Nature Genetics35, 277 - 286 (2003)
Published online: 19 October 2003; | doi:10.1038/ng1258
DNA helicase gene interaction network defined using synthetic lethality analyzed by microarray
Siew Loon Ooi1, Daniel D Shoemaker2
& Jef D Boeke1
1
Department of Molecular Biology & Genetics, The Johns Hopkins University School of Medicine, 617 Hunterian Building, 725 North Wolfe Street, Baltimore, Maryland 21205, USA.
2
Merck & Company Inc., 3535 General Atomics Court, San Diego, California 92121, USA.
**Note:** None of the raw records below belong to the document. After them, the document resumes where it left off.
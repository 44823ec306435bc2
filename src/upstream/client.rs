//! Upstream forwarding engine.
//!
//! # Responsibilities
//! - Own the single upstream target and the shared HTTP client
//! - Execute one ProxiedRequest per inbound request, with a bounded timeout
//! - Parse the upstream JSON body or classify the failure
//!
//! # Design Decisions
//! - Three call shapes only: GET passthrough, JSON passthrough, multipart
//! - All-or-nothing: the caller gets the full upstream payload or a typed
//!   error, never a partial forward
//! - The rewritten target is appended to the base URL verbatim; the query
//!   string is never re-encoded

use std::time::Duration;

use axum::http::{HeaderMap, Method};
use reqwest::multipart::Form;
use serde_json::Value;
use url::Url;

use crate::config::schema::{TimeoutConfig, UpstreamConfig};
use crate::upstream::error::UpstreamError;

/// User-Agent sent on every upstream call.
const USER_AGENT: &str = concat!("cors-gateway/", env!("CARGO_PKG_VERSION"));

/// Body of an outbound request.
pub enum ProxiedBody {
    Empty,
    /// Re-serialized JSON value.
    Json(Value),
    /// Freshly-built multipart form; its boundary drives the Content-Type.
    Multipart(Form),
}

/// One outbound call, owned by a single request task.
pub struct ProxiedRequest {
    pub method: Method,
    /// Rewritten path plus original query string.
    pub target: String,
    /// Header subset to forward.
    pub headers: HeaderMap,
    pub body: ProxiedBody,
}

impl ProxiedRequest {
    /// GET passthrough: no body.
    pub fn get(target: String, headers: HeaderMap) -> Self {
        Self {
            method: Method::GET,
            target,
            headers,
            body: ProxiedBody::Empty,
        }
    }

    /// Generic passthrough: JSON body for the methods that carry one.
    pub fn json(method: Method, target: String, headers: HeaderMap, body: Option<Value>) -> Self {
        Self {
            method,
            target,
            headers,
            body: body.map_or(ProxiedBody::Empty, ProxiedBody::Json),
        }
    }

    /// Multipart passthrough: the relay's constructed form.
    pub fn multipart(target: String, form: Form) -> Self {
        Self {
            method: Method::POST,
            target,
            headers: HeaderMap::new(),
            body: ProxiedBody::Multipart(form),
        }
    }
}

/// Error building the forwarder at startup.
#[derive(Debug, thiserror::Error)]
pub enum ForwarderBuildError {
    #[error("invalid upstream base URL: {0}")]
    InvalidBaseUrl(#[from] url::ParseError),

    #[error("failed to build HTTP client: {0}")]
    Client(#[from] reqwest::Error),
}

/// Issues upstream calls against the single configured target.
pub struct Forwarder {
    client: reqwest::Client,
    base_url: String,
    timeout: Duration,
}

impl Forwarder {
    /// Build the forwarder from configuration.
    pub fn new(
        upstream: &UpstreamConfig,
        timeouts: &TimeoutConfig,
    ) -> Result<Self, ForwarderBuildError> {
        // Validation has already run, but the forwarder must not trust that.
        Url::parse(&upstream.base_url)?;

        let client = reqwest::Client::builder()
            .connect_timeout(Duration::from_secs(timeouts.connect_secs))
            .user_agent(USER_AGENT)
            .build()?;

        Ok(Self {
            client,
            base_url: upstream.base_url.trim_end_matches('/').to_string(),
            timeout: Duration::from_secs(timeouts.upstream_secs),
        })
    }

    /// The configured upstream base URL (no trailing slash).
    pub fn base_url(&self) -> &str {
        &self.base_url
    }

    /// Full upstream URL for a rewritten target.
    fn target_url(&self, target: &str) -> String {
        format!("{}{}", self.base_url, target)
    }

    /// Execute one call and parse the upstream body as JSON.
    ///
    /// Success is an upstream status in [200, 300); anything else is a
    /// classified `UpstreamError` for the translator.
    pub async fn execute(&self, request: ProxiedRequest) -> Result<Value, UpstreamError> {
        let url = self.target_url(&request.target);

        tracing::debug!(
            method = %request.method,
            url = %url,
            "Forwarding request upstream"
        );

        let mut builder = self
            .client
            .request(request.method, &url)
            .timeout(self.timeout)
            .headers(request.headers);

        builder = match request.body {
            ProxiedBody::Empty => builder,
            ProxiedBody::Json(value) => builder.json(&value),
            ProxiedBody::Multipart(form) => builder.multipart(form),
        };

        let response = builder.send().await.map_err(UpstreamError::from_transport)?;

        let status = response.status();
        if !status.is_success() {
            return Err(UpstreamError::Status { status });
        }

        let bytes = response
            .bytes()
            .await
            .map_err(UpstreamError::from_transport)?;

        serde_json::from_slice(&bytes).map_err(UpstreamError::Protocol)
    }
}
Correspondence should be addressed to Jef D Boeke jboeke@jhmi.edu
We describe a new synthetic lethality analysis by microarray (SLAM) technique that uses 4,600 Saccharomyces cerevisiae haploid deletion mutants with molecular 'bar codes' (TAGs). We used SGS1 and SRS2, two 3'5' DNA helicase genes, as 'queries' to identify their redundant and unique biological functions. We introduced these 'query mutations' into a haploid deletion pool by integrative transformation to disrupt the query gene in every cell, generating a double mutant pool. Optimization of integrative transformation efficiency was essential to the success of SLAM. Synthetic interactions defined a DNA helicase genetic network and predicted a role for SRS2 in processing damaged replication forks but, unlike SGS1, not in rDNA replication, DNA topology or lagging strand synthesis. SGS1 and SRS2 have synthetic defects with MRC1 but not RAD9, suggesting that SGS1 and SRS2 function in a parallel pathway with MRC1 to transduce the DNA replication stress signal to the general DNA damage checkpoint pathway. Both helicase genes have rad51-reversible synthetic defects with 5'3' DNA helicase RRM3, suggesting that RRM3 helps prevent formation of toxic recombination intermediates. SLAM detects synthetic lethality efficiently and ranks candidate genetic interactions, making it an especially useful method.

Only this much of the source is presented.